Diana non avrebbe saputo dire se gli credeva o meno. Sapeva solo che era incantata dai suoi occhi. Persino alla debole luce del portico lo sguardo di lui brillava di una forza senza nome, di un’energia magnetica che l’attirava...
Diana avrebbe voluto dire qualcosa per interrompere quel silenzio che la metteva tanto a disagio, ma si accorse di aver perso la facoltà della parola.
«Era vera?» chiese lui d’un tratto, facendola quasi trasalire. «La storia che hai raccontato ai bambini, intendo.»
«Sì» rispose lei, annuendo. «Sono eventi che appartengono al lontano passato. Si parla di generazioni fa. Naturalmente non mi sono addentrata in particolari. Jared e Josh sono piccoli. La versione base della storia è più che sufficiente per loro.»
«La versione base?» domandò lui. «C’è di più?»
«Oh, molto di più.» Diana si mosse sulla sedia. «Mezza Luna non arrivò tanto facilmente alla decisione di negoziare con gli europei. I Kolheek sono un popolo fiero e ostinato. Prima combatterono a lungo.»
«La cosa non mi sorprende affatto» osservò Travis. «La terra su cui vivevano era la loro.»
Diana scosse lentamente il capo. «Nessuno possiede realmente la terra. Ma avevamo il diritto di viverci, di cacciare in quei territori.» Si interruppe un istante e si corresse: «O perlomeno Mezza Luna era convinto che la nostra gente avesse quel diritto».
Travis annuì. Una luce di comprensione gli brillava nello sguardo. O era interesse?
«Molti uomini della tribù, giovani e vecchi, persero la vita in battaglia prima che Mezza Luna decidesse di trattare con gli europei. Le guerre andarono avanti per anni, violente, sanguinose. È stato un periodo orribile della nostra storia.»
Travis era seduto a gambe larghe, con le mani serrate attorno alla tazza. E il suo sguardo era fisso su di lei. Sulla sua bocca.
L’ansia le strinse lo stomaco in una morsa, quando se ne accorse. La stava ascoltando? Sembrava come in trance.
Travis si passò la lingua sulle labbra. Era stato un gesto istintivo, non si era quasi reso conto di averlo fatto. Non era esattamente come se stesse flirtando con lei, ma per Diana fu l’indicazione lampante che i suoi timori erano fondati. Non se l’era solo immaginato che Travis provasse qualcosa per lei. La trovava attraente, ora ne era sicura.

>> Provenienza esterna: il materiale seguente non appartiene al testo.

impl Frame {
    /// Everything except ACK, PADDING and CONNECTION_CLOSE must be
    /// acknowledged by the peer (RFC 9002 Section 2).
    pub fn is_ack_eliciting(&self) -> bool {
        !matches!(
            self,
            Frame::Ack(_) | Frame::Padding { .. } | Frame::ConnectionClose(_)
        )
    }

    /// Frames whose loss requires the contents to be sent again.
    pub fn is_retransmittable(&self) -> bool {
        !matches!(self, Frame::Ack(_) | Frame::Padding { .. } | Frame::Ping)
    }

    /// Parse one frame, returning it and the bytes consumed.
    pub fn parse(data: &[u8]) -> QuicResult<(Frame, usize)> {
        let mut r = Reader::new(data);
        let frame = Self::parse_from(&mut r)?;
        Ok((frame, r.consumed()))
    }

    /// Parse frames until the buffer is exhausted, aborting on the first
    /// error.
    pub fn parse_all(data: &[u8]) -> QuicResult<Vec<Frame>> {
        let mut r = Reader::new(data);
        let mut frames = Vec::new();
        while !r.is_empty() {
            frames.push(Self::parse_from(&mut r)?);
        }
        Ok(frames)
    }

    fn parse_from(r: &mut Reader<'_>) -> QuicResult<Frame> {
        let ty = r.varint()?.to_inner();
        match ty {
            frame_type::PADDING => {
                // run-length: swallow the padding run in one frame
                let mut len = 1;
                while !r.is_empty() && r.peek_u8()? == 0 {
                    r.u8()?;
                    len += 1;
                }
                Ok(Frame::Padding { len })
            }
            frame_type::PING => Ok(Frame::Ping),
            frame_type::ACK | frame_type::ACK_ECN => {
                let largest_acknowledged = r.varint()?.to_inner();
                let ack_delay = r.varint()?.to_inner();
                let range_count = r.varint()?.to_inner();
                let first_range = r.varint()?.to_inner();
                let mut ranges = Vec::with_capacity(range_count.min(64) as usize);
                for _ in 0..range_count {
                    let gap = r.varint()?.to_inner();
                    let length = r.varint()?.to_inner();
                    ranges.push(AckRange { gap, length });
                }
                let ecn = if ty == frame_type::ACK_ECN {
                    Some(EcnCounts {
                        ect0: r.varint()?.to_inner(),
                        ect1: r.varint()?.to_inner(),
                        ecn_ce: r.varint()?.to_inner(),
                    })
                } else {
                    None
                };
                let ack = AckFrame {
                    largest_acknowledged,
                    ack_delay,
                    first_range,
                    ranges,
                    ecn,
                };
                // validate range arithmetic up front
                ack.spans()?;
                Ok(Frame::Ack(ack))
            }
            frame_type::RESET_STREAM => Ok(Frame::ResetStream {
                stream_id: r.varint()?.to_inner(),
                error_code: r.varint()?.to_inner(),
                final_size: r.varint()?.to_inner(),
            }),
            frame_type::STOP_SENDING => Ok(Frame::StopSending {
                stream_id: r.varint()?.to_inner(),
                error_code: r.varint()?.to_inner(),
            }),
            frame_type::CRYPTO => {
                let offset = r.varint()?.to_inner();
                let len = r.varint_len()?;
                let data = Bytes::copy_from_slice(r.bytes(len)?);
                require(
                    offset + data.len() as u64 <= VarInt::MAX.to_inner(),
                    "crypto frame exceeds stream bound",
                )?;
                Ok(Frame::Crypto { offset, data })
            }
            frame_type::NEW_TOKEN => {
                let len = r.varint_len()?;
                if len == 0 {
                    return Err(QuicError::transport(
                        TransportError::FrameEncodingError,
                        "NEW_TOKEN with empty token",
                    ));
                }
                Ok(Frame::NewToken {
                    token: Bytes::copy_from_slice(r.bytes(len)?),
                })
            }
            t if is_stream_type(t) => {
                let flags = (t & 0x07) as u8;
                let stream_id = r.varint()?.to_inner();
                let offset = if flags & stream_flags::OFF != 0 {
                    r.varint()?.to_inner()
                } else {
                    0
                };
                let data = if flags & stream_flags::LEN != 0 {
                    let len = r.varint_len()?;
                    Bytes::copy_from_slice(r.bytes(len)?)
                } else {
                    // no length field: payload extends to the end of the packet
                    Bytes::copy_from_slice(r.rest())
                };
                require(
                    offset + data.len() as u64 <= VarInt::MAX.to_inner(),
                    "stream frame exceeds final-offset bound",
                )?;
                Ok(Frame::Stream(StreamFrame {
                    stream_id,
                    offset,
                    data,
                    fin: flags & stream_flags::FIN != 0,
                }))
            }
            frame_type::MAX_DATA => Ok(Frame::MaxData {
                max: r.varint()?.to_inner(),
            }),
            frame_type::MAX_STREAM_DATA => Ok(Frame::MaxStreamData {
                stream_id: r.varint()?.to_inner(),
                max: r.varint()?.to_inner(),
            }),
            frame_type::MAX_STREAMS_BIDI | frame_type::MAX_STREAMS_UNI => Ok(Frame::MaxStreams {
                bidi: ty == frame_type::MAX_STREAMS_BIDI,
                max: r.varint()?.to_inner(),
            }),
            frame_type::DATA_BLOCKED => Ok(Frame::DataBlocked {
                limit: r.varint()?.to_inner(),
            }),
            frame_type::STREAM_DATA_BLOCKED => Ok(Frame::StreamDataBlocked {
                stream_id: r.varint()?.to_inner(),
                limit: r.varint()?.to_inner(),
            }),
            frame_type::STREAMS_BLOCKED_BIDI | frame_type::STREAMS_BLOCKED_UNI => {
                Ok(Frame::StreamsBlocked {
                    bidi: ty == frame_type::STREAMS_BLOCKED_BIDI,
                    limit: r.varint()?.to_inner(),
                })
            }
            frame_type::NEW_CONNECTION_ID => {
                let sequence = r.varint()?.to_inner();
                let retire_prior_to = r.varint()?.to_inner();
                let cid_len = r.u8()? as usize;
                if !(1..=20).contains(&cid_len) {
                    return Err(QuicError::transport(
                        TransportError::FrameEncodingError,
                        "NEW_CONNECTION_ID length outside 1..=20",
                    ));
                }
                let cid = ConnectionId::from_bytes(r.bytes(cid_len)?)?;
                let reset_token = r.array::<16>()?;
                if retire_prior_to > sequence {
                    return Err(QuicError::transport(
                        TransportError::FrameEncodingError,
                        "retire_prior_to exceeds sequence number",
                    ));
                }
                Ok(Frame::NewConnectionId(NewConnectionIdFrame {
                    sequence,
                    retire_prior_to,
                    cid,
                    reset_token,
                }))
            }
            frame_type::RETIRE_CONNECTION_ID => Ok(Frame::RetireConnectionId {
                sequence: r.varint()?.to_inner(),
            }),
            frame_type::PATH_CHALLENGE => Ok(Frame::PathChallenge {
                data: r.array::<8>()?,
            }),
            frame_type::PATH_RESPONSE => Ok(Frame::PathResponse {
                data: r.array::<8>()?,
            }),
            frame_type::CONNECTION_CLOSE | frame_type::CONNECTION_CLOSE_APP => {
                let error_code = r.varint()?.to_inner();
                let frame_type = if ty == frame_type::CONNECTION_CLOSE {
                    Some(r.varint()?.to_inner())
                } else {
                    None
                };
                let reason_len = r.varint_len()?;
                let reason = String::from_utf8_lossy(r.bytes(reason_len)?).into_owned();
                Ok(Frame::ConnectionClose(ConnectionCloseFrame {
                    error_code,
                    frame_type,
                    reason,
                }))
            }
            frame_type::HANDSHAKE_DONE => Ok(Frame::HandshakeDone),
            _ => Err(QuicError::transport(
                TransportError::FrameEncodingError,
                "unknown frame type",
            )),
        }
    }

    /// Append the canonical wire form.
    pub fn build(&self, buf: &mut Vec<u8>) {
        match self {
            Frame::Padding { len } => {
                buf.resize(buf.len() + len.max(&1), 0);
            }
            Frame::Ping => put_varint(buf, frame_type::PING),
            Frame::Ack(ack) => {
                let ty = if ack.ecn.is_some() {
                    frame_type::ACK_ECN
                } else {
                    frame_type::ACK
                };
                put_varint(buf, ty);
                put_varint(buf, ack.largest_acknowledged);
                put_varint(buf, ack.ack_delay);
                put_varint(buf, ack.ranges.len() as u64);
                put_varint(buf, ack.first_range);
                for range in &ack.ranges {
                    put_varint(buf, range.gap);
                    put_varint(buf, range.length);
                }
                if let Some(ecn) = &ack.ecn {
                    put_varint(buf, ecn.ect0);
                    put_varint(buf, ecn.ect1);
                    put_varint(buf, ecn.ecn_ce);
                }
            }
            Frame::ResetStream {
                stream_id,
                error_code,
                final_size,
            } => {
                put_varint(buf, frame_type::RESET_STREAM);
                put_varint(buf, *stream_id);
                put_varint(buf, *error_code);
                put_varint(buf, *final_size);
            }
            Frame::StopSending {
                stream_id,
                error_code,
            } => {
                put_varint(buf, frame_type::STOP_SENDING);
                put_varint(buf, *stream_id);
                put_varint(buf, *error_code);
            }
            Frame::Crypto { offset, data } => {
                put_varint(buf, frame_type::CRYPTO);
                put_varint(buf, *offset);
                put_varint(buf, data.len() as u64);
                buf.extend_from_slice(data);
            }
            Frame::NewToken { token } => {
                put_varint(buf, frame_type::NEW_TOKEN);
                put_varint(buf, token.len() as u64);
                buf.extend_from_slice(token);
            }
            Frame::Stream(f) => Frame::build_stream(f, true, buf),
            Frame::MaxData { max } => {
                put_varint(buf, frame_type::MAX_DATA);
                put_varint(buf, *max);
            }
            Frame::MaxStreamData { stream_id, max } => {
                put_varint(buf, frame_type::MAX_STREAM_DATA);
                put_varint(buf, *stream_id);
                put_varint(buf, *max);
            }
            Frame::MaxStreams { bidi, max } => {
                put_varint(
                    buf,
                    if *bidi {
                        frame_type::MAX_STREAMS_BIDI
                    } else {
                        frame_type::MAX_STREAMS_UNI
                    },
                );
                put_varint(buf, *max);
            }
            Frame::DataBlocked { limit } => {
                put_varint(buf, frame_type::DATA_BLOCKED);
                put_varint(buf, *limit);
            }
            Frame::StreamDataBlocked { stream_id, limit } => {
                put_varint(buf, frame_type::STREAM_DATA_BLOCKED);
                put_varint(buf, *stream_id);
                put_varint(buf, *limit);
            }
            Frame::StreamsBlocked { bidi, limit } => {
                put_varint(
                    buf,
                    if *bidi {
                        frame_type::STREAMS_BLOCKED_BIDI
                    } else {
                        frame_type::STREAMS_BLOCKED_UNI
                    },
                );
                put_varint(buf, *limit);
            }
            Frame::NewConnectionId(f) => {
                put_varint(buf, frame_type::NEW_CONNECTION_ID);
                put_varint(buf, f.sequence);
                put_varint(buf, f.retire_prior_to);
                buf.push(f.cid.len() as u8);
                buf.extend_from_slice(f.cid.as_slice());
                buf.extend_from_slice(&f.reset_token);
            }
            Frame::RetireConnectionId { sequence } => {
                put_varint(buf, frame_type::RETIRE_CONNECTION_ID);
                put_varint(buf, *sequence);
            }
            Frame::PathChallenge { data } => {
                put_varint(buf, frame_type::PATH_CHALLENGE);
                buf.extend_from_slice(data);
            }
            Frame::PathResponse { data } => {
                put_varint(buf, frame_type::PATH_RESPONSE);
                buf.extend_from_slice(data);
            }
            Frame::ConnectionClose(f) => {
                if let Some(frame_type_val) = f.frame_type {
                    put_varint(buf, frame_type::CONNECTION_CLOSE);
                    put_varint(buf, f.error_code);
                    put_varint(buf, frame_type_val);
                } else {
                    put_varint(buf, frame_type::CONNECTION_CLOSE_APP);
                    put_varint(buf, f.error_code);
                }
                put_varint(buf, f.reason.len() as u64);
                buf.extend_from_slice(f.reason.as_bytes());
            }
            Frame::HandshakeDone => put_varint(buf, frame_type::HANDSHAKE_DONE),
        }
    }

    /// STREAM frames may omit the length field when they are the last frame
    /// in a packet.
    pub fn build_stream(f: &StreamFrame, include_length: bool, buf: &mut Vec<u8>) {
        let mut ty = frame_type::STREAM_BASE as u8;
        if f.fin {
            ty |= stream_flags::FIN;
        }
        if include_length {
            ty |= stream_flags::LEN;
        }
        if f.offset != 0 {
            ty |= stream_flags::OFF;
        }
        put_varint(buf, ty as u64);
        put_varint(buf, f.stream_id);
        if f.offset != 0 {
            put_varint(buf, f.offset);
        }
        if include_length {
            put_varint(buf, f.data.len() as u64);
        }
        buf.extend_from_slice(&f.data);
    }

    pub fn to_bytes(&self) -> Vec<u8> {
        let mut buf = Vec::new();
        self.build(&mut buf);
        buf
    }

    /// Encoded size of this frame's canonical form.
    pub fn wire_len(&self) -> usize {
        match self {
            Frame::Padding { len } => *len.max(&1),
            _ => self.to_bytes().len(),
        }
    }
}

Il panico la mandò in confusione. Avrebbe dovuto affrontarlo subito e dirgli chiaro e tondo che non era interessata ad alcun coinvolgimento emotivo. Avrebbe dovuto essere onesta con lui, come lo era stata con tutti gli altri uomini che avevano tentato di avvicinarla. Ma quando ebbe raccolto le idee quanto bastava per parlare, accadde qualcosa di assolutamente imprevisto. Travis si raddrizzò e fissò lo sguardo nell’oscurità. Respirò a fondo un paio di volte, e quando tornò a guardarla ogni traccia di interesse era svanita dai suoi occhi. Aveva spento le sue emozioni come si spegne la fiammella di una candela.
Diana si rilassò. D’accordo, era vero, Travis la desiderava. Ma era altrettanto ovvio che intendeva soffocare i suoi sentimenti, proprio come lei sopprimeva i suoi.
I motivi che stavano alla base della decisione di Travis non le importavano. Ma era contenta che avesse intenzione di controllarsi.
Finché fossero riusciti a contenere la reciproca attrazione, tutto sarebbe andato per il meglio.